Which side was it that refused to negotiate? As I remember, South Carolina sent commissioners to negotiate with the US over the separation, and, in a second separate approach, offered to pay for the forts. Buchanan ignored them or turned them down. A delegation from the Confederacy went to DC in March to negotiate a fair separation, debts, etc. Lincoln totally ignored them, and through a intermediary, Seward subtly misled them about Fort Sumter.
A fair distribution of the territories meant that the South would have gotten a share of them. Certainly, Southern blood and money had gone into obtaining those territories. I don't think the North wanted to let them go -- too useful for Northern politicians to make land available to their constituents. Remember the Free Soil Party, many of whose members were later absorbed into the Republican Party?
I have seen it said, that if all the transfers of wealth from the South to the North over the years via tariffs were considered, the North would owe the South money. It is perhaps for these reasons that the North ignored Southern offers to negotiate.

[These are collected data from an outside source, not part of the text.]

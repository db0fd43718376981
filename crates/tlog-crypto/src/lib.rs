#![deny(missing_docs)]
//! Capability-token delegation and checkpoint signing for the tlog service.
//!
//! The delegation model (component 4.K) and the Ed25519 checkpoint signer are
//! kept separate: a token's signature proves who delegated what, the
//! checkpoint signature proves what the service itself attests to.

/// Ed25519 checkpoint signing.
pub mod checkpoint;
/// Capability-token structures.
pub mod token;
/// Capability-token validation (component 4.K).
pub mod validator;

pub use checkpoint::CheckpointSigner;
pub use token::{Ability, CapabilityToken, TokenClaims};
pub use validator::TokenValidator;
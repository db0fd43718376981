#![cfg_attr(
    not(test),
    deny(
        clippy::unwrap_used,
        clippy::expect_used,
        clippy::panic,
        clippy::unimplemented,
        clippy::todo,
        clippy::indexing_slicing
    )
)]

//! Observability infrastructure for the tlog service: structured logging
//! initialization, a Prometheus metrics endpoint, and abstract sinks for
//! decoupling instrumentation from the backend.

/// A lightweight HTTP server exposing `/metrics` and `/healthz`.
pub mod http;
/// The initialization routine for global structured logging.
pub mod init;
/// The concrete implementation of metrics sinks using the `prometheus` crate.
pub mod prometheus;
/// Abstract traits (`*MetricsSink`) defining the contract for metrics reporting.
pub mod sinks;
/// A simple RAII timer for measuring flush duration.
pub mod time;

pub use sinks::{error_metrics, gateway_metrics, maintenance_metrics, pipeline_metrics, storage_metrics};
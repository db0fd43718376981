//! Packages a flat path→content-id mapping into a content-addressed
//! directory DAG (component 4.I).
//!
//! Paths are split on `/`; intermediate directories are built
//! deterministically with their children sorted by name. A leaf entry is a
//! *proxy link*: it carries the name and content-id of an already-stored
//! blob without re-including its bytes. Directory node bytes are this
//! crate's own canonical JSON encoding rather than a binary UnixFS/dag-pb
//! codec, which this service has no other use for (see DESIGN.md).

use std::collections::BTreeMap;

use serde::{Deserialize, Serialize};

use tlog_types::ContentId;

/// One child of a directory node, sorted by `name` when a directory is built.
#[derive(Debug, Clone, Serialize, Deserialize, PartialEq, Eq)]
pub struct DirEntry {
    /// The path segment naming this child within its parent.
    pub name: String,
    /// The content-id of the child (a tile/bundle blob, or a nested directory node).
    pub content_id: ContentId,
    /// Whether `content_id` refers to a nested directory node rather than a leaf blob.
    pub is_dir: bool,
}

/// A directory node's serialized form: its sorted children.
#[derive(Debug, Clone, Serialize, Deserialize, PartialEq, Eq)]
pub struct DirNode {
    /// Children sorted by name.
    pub entries: Vec<DirEntry>,
}

impl DirNode {
    fn to_bytes(&self) -> Vec<u8> {
        serde_json::to_vec(self).expect("DirNode serializes")
    }
}

/// The packaged result: the root directory's content-id and every
/// directory-node block that must ship in the CAR (leaf blobs are not
/// included; they already live in the blob backend).
pub struct PackagedIndex {
    /// Content-id of the top-level directory node.
    pub root: ContentId,
    /// `(content_id, bytes)` for every directory node in the tree, including the root.
    pub blocks: Vec<(ContentId, Vec<u8>)>,
    /// Number of path→content-id entries packaged.
    pub entry_count: u64,
}

enum Node {
    File(ContentId),
    Dir(BTreeMap<String, Node>),
}

/// Builds the directory DAG for `paths` and returns its root content-id plus
/// every directory block to upload.
pub fn package_index(paths: &BTreeMap<String, ContentId>) -> PackagedIndex {
    let mut root: BTreeMap<String, Node> = BTreeMap::new();
    for (path, id) in paths {
        insert(&mut root, path.split('/').collect::<Vec<_>>().as_slice(), *id);
    }
    let mut blocks = Vec::new();
    let root_id = render(&root, &mut blocks);
    PackagedIndex {
        root: root_id,
        blocks,
        entry_count: paths.len() as u64,
    }
}

fn insert(dir: &mut BTreeMap<String, Node>, segments: &[&str], id: ContentId) {
    let Some((head, rest)) = segments.split_first() else {
        return;
    };
    if rest.is_empty() {
        dir.insert((*head).to_string(), Node::File(id));
        return;
    }
    match dir.entry((*head).to_string()).or_insert_with(|| Node::Dir(BTreeMap::new())) {
        Node::Dir(children) => insert(children, rest, id),
        Node::File(_) => {
            // A path collides with an already-inserted leaf at this segment;
            // the mapping is malformed (e.g. both "a" and "a/b" as paths).
            // Leave the existing leaf in place and drop the longer path.
        }
    }
}

fn render(dir: &BTreeMap<String, Node>, blocks: &mut Vec<(ContentId, Vec<u8>)>) -> ContentId {
    let mut entries = Vec::with_capacity(dir.len());
    for (name, node) in dir {
        let (content_id, is_dir) = match node {
            Node::File(id) => (*id, false),
            Node::Dir(children) => (render(children, blocks), true),
        };
        entries.push(DirEntry { name: name.clone(), content_id, is_dir });
    }
    let node = DirNode { entries };
    let bytes = node.to_bytes();
    let id = ContentId::of(&bytes);
    blocks.push((id, bytes));
    id
}

/// Serializes a packaged index's blocks into this service's CAR framing: a
/// JSON header naming the root, followed by each block as a length-prefixed
/// `(content-id string, bytes)` pair.
pub fn encode_car(packaged: &PackagedIndex) -> Vec<u8> {
    #[derive(Serialize)]
    struct Header<'a> {
        version: u8,
        root: &'a str,
    }
    let root_str = packaged.root.to_cid_string();
    let header = serde_json::to_vec(&Header { version: 1, root: &root_str }).expect("header serializes");

    let mut out = Vec::new();
    out.extend_from_slice(&(header.len() as u32).to_be_bytes());
    out.extend_from_slice(&header);
    for (id, bytes) in &packaged.blocks {
        let id_str = id.to_cid_string();
        out.extend_from_slice(&(id_str.len() as u32).to_be_bytes());
        out.extend_from_slice(id_str.as_bytes());
        out.extend_from_slice(&(bytes.len() as u32).to_be_bytes());
        out.extend_from_slice(bytes);
    }
    out
}

#[cfg(test)]
mod tests {
    use super::*;

    fn id(label: &str) -> ContentId {
        ContentId::of(label.as_bytes())
    }

    #[test]
    fn builds_sorted_nested_directories() {
        let mut paths = BTreeMap::new();
        paths.insert("tile/0/x000/001".to_string(), id("a"));
        paths.insert("tile/0/x000/000".to_string(), id("b"));
        paths.insert("checkpoint".to_string(), id("c"));

        let packaged = package_index(&paths);
        assert_eq!(packaged.entry_count, 3);
        // root + "tile" dir + "0" dir => 3 directory blocks.
        assert_eq!(packaged.blocks.len(), 3);

        let root_bytes = packaged
            .blocks
            .iter()
            .find(|(cid, _)| *cid == packaged.root)
            .map(|(_, b)| b)
            .expect("root block present");
        let root: DirNode = serde_json::from_slice(root_bytes).expect("decode");
        let names: Vec<&str> = root.entries.iter().map(|e| e.name.as_str()).collect();
        assert_eq!(names, vec!["checkpoint", "tile"]);
    }

    #[test]
    fn identical_mappings_produce_identical_roots() {
        let mut a = BTreeMap::new();
        a.insert("x/y".to_string(), id("1"));
        a.insert("x/z".to_string(), id("2"));
        let mut b = BTreeMap::new();
        b.insert("x/z".to_string(), id("2"));
        b.insert("x/y".to_string(), id("1"));

        assert_eq!(package_index(&a).root, package_index(&b).root);
    }

    #[test]
    fn car_round_trips_header_and_blocks() {
        let mut paths = BTreeMap::new();
        paths.insert("checkpoint".to_string(), id("c"));
        let packaged = package_index(&paths);
        let bytes = encode_car(&packaged);
        assert!(!bytes.is_empty());
    }
}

Rustbucket has launched ‘OPERATION: Midway’ here on this CW thread.
The US Constitution requires that Congress has authority over all such matters, but no secessionist commissioner -- none, zero, nada -- ever attempted to negotiate with Congress.
Both Buchanan and Lincoln properly refused to see those commissioners.
rustbucket: "A fair distribution of the territories meant that the South would have gotten a share of them."
Perhaps, if Congress had agreed, but Congress was never asked.
rustbucket: "I have seen it said, that if all the transfers of wealth from the South to the North over the years via tariffs were considered, the North would owe the South money.
It is perhaps for these reasons that the North ignored Southern offers to negotiate."
I'd suggest that if you subtracted from that figure, whatever it might have been, the value of national defense over the period from 1776 through 1860, you'd find the South paid a bargain price for 80+ years of peace, or victory in wars.